Description of the task:
Each line of the material, from the first through the one containing "use safespace::providers::TextGenerator;", is to be written out exactly.

----------

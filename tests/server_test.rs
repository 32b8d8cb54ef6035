// Integration tests for the HTTP host

use axum::body::{to_bytes, Body};
use axum::http::{Request, StatusCode};
use axum::Router;
use safespace::catalog::PatternCatalog;
use safespace::config::ServerSettings;
use safespace::metrics::PipelineMetrics;
use safespace::pipeline::ResponseOrchestrator;
use safespace::providers::TextGenerator;
use safespace::server::{AppServer, ChatResponse, HealthStatus, SessionInfo};
use serde_json::{json, Value};
use std::sync::Arc;
use tower::ServiceExt;

struct Offline;

#[async_trait::async_trait]
impl TextGenerator for Offline {
    async fn generate(&self, _prompt: &str) -> Option<String> {
        None
    }

    fn name(&self) -> &str {
        "offline"
    }

    fn is_enabled(&self) -> bool {
        false
    }
}

fn app_with(settings: ServerSettings) -> Router {
    let metrics = Arc::new(PipelineMetrics::new().unwrap());
    let orchestrator = ResponseOrchestrator::new(PatternCatalog::default(), Arc::new(Offline))
        .unwrap()
        .with_metrics(Arc::clone(&metrics));

    AppServer::new(Arc::new(orchestrator), metrics, settings).into_router()
}

fn app() -> Router {
    app_with(ServerSettings::default())
}

async fn send(app: &Router, request: Request<Body>) -> (StatusCode, Vec<u8>) {
    let response = app.clone().oneshot(request).await.unwrap();
    let status = response.status();
    let body = to_bytes(response.into_body(), usize::MAX).await.unwrap();
    (status, body.to_vec())
}

fn chat_request(body: Value) -> Request<Body> {
    Request::builder()
        .method("POST")
        .uri("/v1/chat")
        .header("content-type", "application/json")
        .body(Body::from(body.to_string()))
        .unwrap()
}

fn get(uri: &str) -> Request<Body> {
    Request::builder().uri(uri).body(Body::empty()).unwrap()
}

#[tokio::test]
async fn test_chat_returns_structured_result() {
    let app = app();

    let (status, body) = send(&app, chat_request(json!({ "message": "hello" }))).await;
    assert_eq!(status, StatusCode::OK);

    let reply: Value = serde_json::from_slice(&body).unwrap();
    assert_eq!(reply["tool"], "greeting");
    assert_eq!(reply["status"], "degraded");
    assert!(reply["response"].as_str().unwrap().contains("Welcome"));
    assert!(!reply["session_id"].as_str().unwrap().is_empty());
}

#[tokio::test]
async fn test_chat_appends_both_turns_to_session() {
    let app = app();

    let (_, body) = send(&app, chat_request(json!({ "message": "hello" }))).await;
    let first: ChatResponse = serde_json::from_slice(&body).unwrap();

    let (_, body) = send(
        &app,
        chat_request(json!({ "message": "I feel so lonely", "session_id": first.session_id })),
    )
    .await;
    let second: ChatResponse = serde_json::from_slice(&body).unwrap();
    assert_eq!(second.session_id, first.session_id);
    assert_eq!(second.tool.as_str(), "loneliness_support");

    let (status, body) = send(&app, get(&format!("/v1/session/{}", first.session_id))).await;
    assert_eq!(status, StatusCode::OK);

    let info: SessionInfo = serde_json::from_slice(&body).unwrap();
    assert_eq!(info.message_count, 4);
    assert_eq!(info.messages[0].text, "hello");
    assert_eq!(info.messages[2].text, "I feel so lonely");
}

#[tokio::test]
async fn test_crisis_over_http() {
    let app = app();

    let (_, body) = send(&app, chat_request(json!({ "message": "I want to end my life" }))).await;
    let reply: ChatResponse = serde_json::from_slice(&body).unwrap();

    assert_eq!(reply.tool.as_str(), "crisis_intervention");
    assert!(reply.response.contains("988"));
}

#[tokio::test]
async fn test_delete_session() {
    let app = app();

    let (_, body) = send(&app, chat_request(json!({ "message": "hi" }))).await;
    let reply: ChatResponse = serde_json::from_slice(&body).unwrap();
    let uri = format!("/v1/session/{}", reply.session_id);

    let delete = Request::builder()
        .method("DELETE")
        .uri(&uri)
        .body(Body::empty())
        .unwrap();
    let (status, _) = send(&app, delete).await;
    assert_eq!(status, StatusCode::NO_CONTENT);

    let (status, body) = send(&app, get(&uri)).await;
    assert_eq!(status, StatusCode::NOT_FOUND);
    let error: Value = serde_json::from_slice(&body).unwrap();
    assert_eq!(error["error"]["type"], "not_found");
}

#[tokio::test]
async fn test_session_limit_is_reported() {
    let app = app_with(ServerSettings {
        max_sessions: 1,
        ..ServerSettings::default()
    });

    let (status, _) = send(&app, chat_request(json!({ "message": "hi" }))).await;
    assert_eq!(status, StatusCode::OK);

    let (status, _) = send(&app, chat_request(json!({ "message": "hi again" }))).await;
    assert_eq!(status, StatusCode::SERVICE_UNAVAILABLE);
}

#[tokio::test]
async fn test_health_reports_rule_based_mode() {
    let app = app();
    send(&app, chat_request(json!({ "message": "hello" }))).await;

    let (status, body) = send(&app, get("/health")).await;
    assert_eq!(status, StatusCode::OK);

    let health: HealthStatus = serde_json::from_slice(&body).unwrap();
    assert_eq!(health.status, "healthy");
    assert_eq!(health.mode, "rule_based");
    assert_eq!(health.active_sessions, 1);
}

#[tokio::test]
async fn test_resources_and_self_care() {
    let app = app();

    let (status, body) = send(&app, get("/v1/resources")).await;
    assert_eq!(status, StatusCode::OK);
    let resources: Value = serde_json::from_slice(&body).unwrap();
    assert_eq!(resources["region"], "us");
    assert_eq!(resources["sections"][0]["title"], "Crisis Support");

    let (status, body) = send(&app, get("/v1/self-care")).await;
    assert_eq!(status, StatusCode::OK);
    let tips: Value = serde_json::from_slice(&body).unwrap();
    assert!(!tips["sections"].as_array().unwrap().is_empty());
}

#[tokio::test]
async fn test_metrics_count_turns() {
    let app = app();
    send(&app, chat_request(json!({ "message": "hello" }))).await;

    let (status, body) = send(&app, get("/metrics")).await;
    assert_eq!(status, StatusCode::OK);

    let text = String::from_utf8(body).unwrap();
    let line = text
        .lines()
        .find(|line| line.starts_with("safespace_turns_total{"))
        .unwrap();
    assert!(line.contains("tool=\"greeting\""));
    assert!(line.contains("status=\"degraded\""));
    assert!(line.ends_with(" 1"));
}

----------

Answer to this problem:
filename tests/server_test.rs
repository 32b8d8cb54ef6035
// Integration tests for the HTTP host

use axum::body::{to_bytes, Body};
use axum::http::{Request, StatusCode};
use axum::Router;
use safespace::catalog::PatternCatalog;
use safespace::config::ServerSettings;
use safespace::metrics::PipelineMetrics;
use safespace::pipeline::ResponseOrchestrator;
use safespace::providers::TextGenerator;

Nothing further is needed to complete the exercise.